Nach Sparmaßnahmen Bummelstreik in Ministerien in Griechenland

18. Mai 2010 / Aufrufe: 303

Wegen der verhängten Sparmaßnahmen zu Lasten der staatlichen Beamten in Griechenland sind in etlichen Ministerien die Beamten in einen permanenten Bummelstreik getreten.

Mehrere Minister der griechischen Regierung bestätigten inzwischen, dass in verschiedenen Ministerien Dutzende von Beamten in Reaktion auf die im Rahmen der allgemeinen Sparmaßnahmen durchgesetzten Kürzungen ihrer Gehälter und Bezüge in den Bummelstreik  getreten sind bzw. „Dienst nach Vorschrift“ machen. Der zuständige Minister Jannis Ragkousis hat in einer diesbezüglichen Erklärung auf die allgemeine Dienstordnung für den öffentlichen Dienst verwiesen und droht mit Disziplinarverfahren.
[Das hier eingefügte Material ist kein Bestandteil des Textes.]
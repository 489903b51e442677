//! Error types for distribution fitting and evaluation.

use thiserror::Error;

use crate::distributions::FamilyKind;

/// Errors raised by distribution operations.
///
/// Every error is reported at the call that violates the precondition.
/// Nothing is retried or recovered internally.
#[derive(Debug, Clone, PartialEq, Error)]
pub enum DistributionError {
    /// The sample is too small for the requested statistic.
    #[error("insufficient data: need at least {required} observation(s), got {got}")]
    InsufficientData { required: usize, got: usize },

    /// Parameters were read before any valid derivation, or the spread
    /// is zero where a density would divide by it.
    #[error("distribution is not initialized")]
    NotInitialized,

    /// `combine` was called across two different families.
    #[error("cannot combine a {left} distribution with a {right} distribution")]
    FamilyMismatch { left: FamilyKind, right: FamilyKind },

    /// Parameters or arguments violate the family's constraints.
    #[error("invalid distribution parameters: {0}")]
    InvalidParameters(String),

    /// An observation is NaN or infinite.
    #[error("observation {index} is not finite: {value}")]
    NonFiniteObservation { index: usize, value: f64 },
}

/// Convenience alias used across the crate.
pub type Result<T> = std::result::Result<T, DistributionError>;
//! Batch progress reporting
//!
//! Human-facing output for a batch run: per-file headers, stage lines, and
//! the end-of-run summary distinguishing processed, up-to-date, and failed
//! files. Structured logging goes through `tracing`; this module only owns
//! what the operator sees on stdout.

use std::path::Path;

use crate::pipeline::{FileOutcome, RunSummary};

/// Output verbosity.
#[derive(Debug, Clone, Copy, PartialEq, Eq, Default)]
pub enum OutputMode {
    /// No per-file output, summary only.
    Quiet,
    /// One line per file.
    #[default]
    Normal,
    /// Per-file stage lines as well.
    Verbose,
}

impl OutputMode {
    /// Map `-v` count and `--quiet` to a mode.
    pub fn from_flags(verbose: u8, quiet: bool) -> Self {
        if quiet {
            OutputMode::Quiet
        } else if verbose > 0 {
            OutputMode::Verbose
        } else {
            OutputMode::Normal
        }
    }

    fn shows(&self, required: OutputMode) -> bool {
        use OutputMode::*;
        matches!(
            (self, required),
            (Normal, Normal) | (Verbose, Normal) | (Verbose, Verbose)
        )
    }
}

/// Tracks position within the batch and prints progress lines.
#[derive(Debug, Default)]
pub struct BatchProgress {
    mode: OutputMode,
    total: usize,
    current: usize,
}

impl BatchProgress {
    pub fn new(mode: OutputMode) -> Self {
        Self {
            mode,
            total: 0,
            current: 0,
        }
    }

    pub fn start_batch(&mut self, total: usize) {
        self.total = total;
        self.current = 0;
        if self.mode.shows(OutputMode::Normal) {
            println!("Processing {} file(s)", total);
        }
    }

    pub fn file_start(&mut self, source: &Path) {
        self.current += 1;
        if self.mode.shows(OutputMode::Normal) {
            println!(
                "[{}/{}] Processing: {}",
                self.current,
                self.total,
                display_name(source)
            );
        }
    }

    pub fn stage(&mut self, name: &str) {
        if self.mode.shows(OutputMode::Verbose) {
            println!("    {}", name);
        }
    }

    pub fn file_done(&mut self, source: &Path, outcome: FileOutcome) {
        match outcome {
            FileOutcome::UpToDate => {
                self.current += 1;
                if self.mode.shows(OutputMode::Normal) {
                    println!(
                        "[{}/{}] Up to date: {}",
                        self.current,
                        self.total,
                        display_name(source)
                    );
                }
            }
            FileOutcome::Processed => {
                if self.mode.shows(OutputMode::Verbose) {
                    println!("    done");
                }
            }
            FileOutcome::Failed => {
                if self.mode.shows(OutputMode::Normal) {
                    println!("    FAILED: {}", display_name(source));
                }
            }
        }
    }

    /// Print the end-of-run summary.
    pub fn print_summary(&self, summary: &RunSummary) {
        if self.mode == OutputMode::Quiet {
            return;
        }
        println!();
        println!("{}", "=".repeat(60));
        println!("Run Summary");
        println!("{}", "=".repeat(60));
        println!("  Total files:  {}", summary.total());
        println!("  Processed:    {}", summary.processed);
        println!("  Up to date:   {}", summary.up_to_date);
        println!("  Errors:       {}", summary.failures.len());
        for (path, error) in &summary.failures {
            println!("    {} - {}", display_name(path), error);
        }
        println!("{}", "=".repeat(60));
    }
}

fn display_name(path: &Path) -> String {
    path.file_name()
        .map(|n| n.to_string_lossy().into_owned())
        .unwrap_or_else(|| path.display().to_string())
}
Der für das Ministerium für innere Angelegenheiten, Dezentralisierung und elektronische Administration zuständige Minister Jannis Ragkousis erkennt an, dass es Vorfälle von „Dienst nach Vorschrift“ gebe, ruft jedoch gleichzeitig in Erinnerung, dass gemäß der allgemeinen Dienstordnung jeder Beamte im Fall der Feststellung der ungerechtfertigten Nichtausübung seiner Aufgaben vor den Disziplinarauschuss gebracht werden wird.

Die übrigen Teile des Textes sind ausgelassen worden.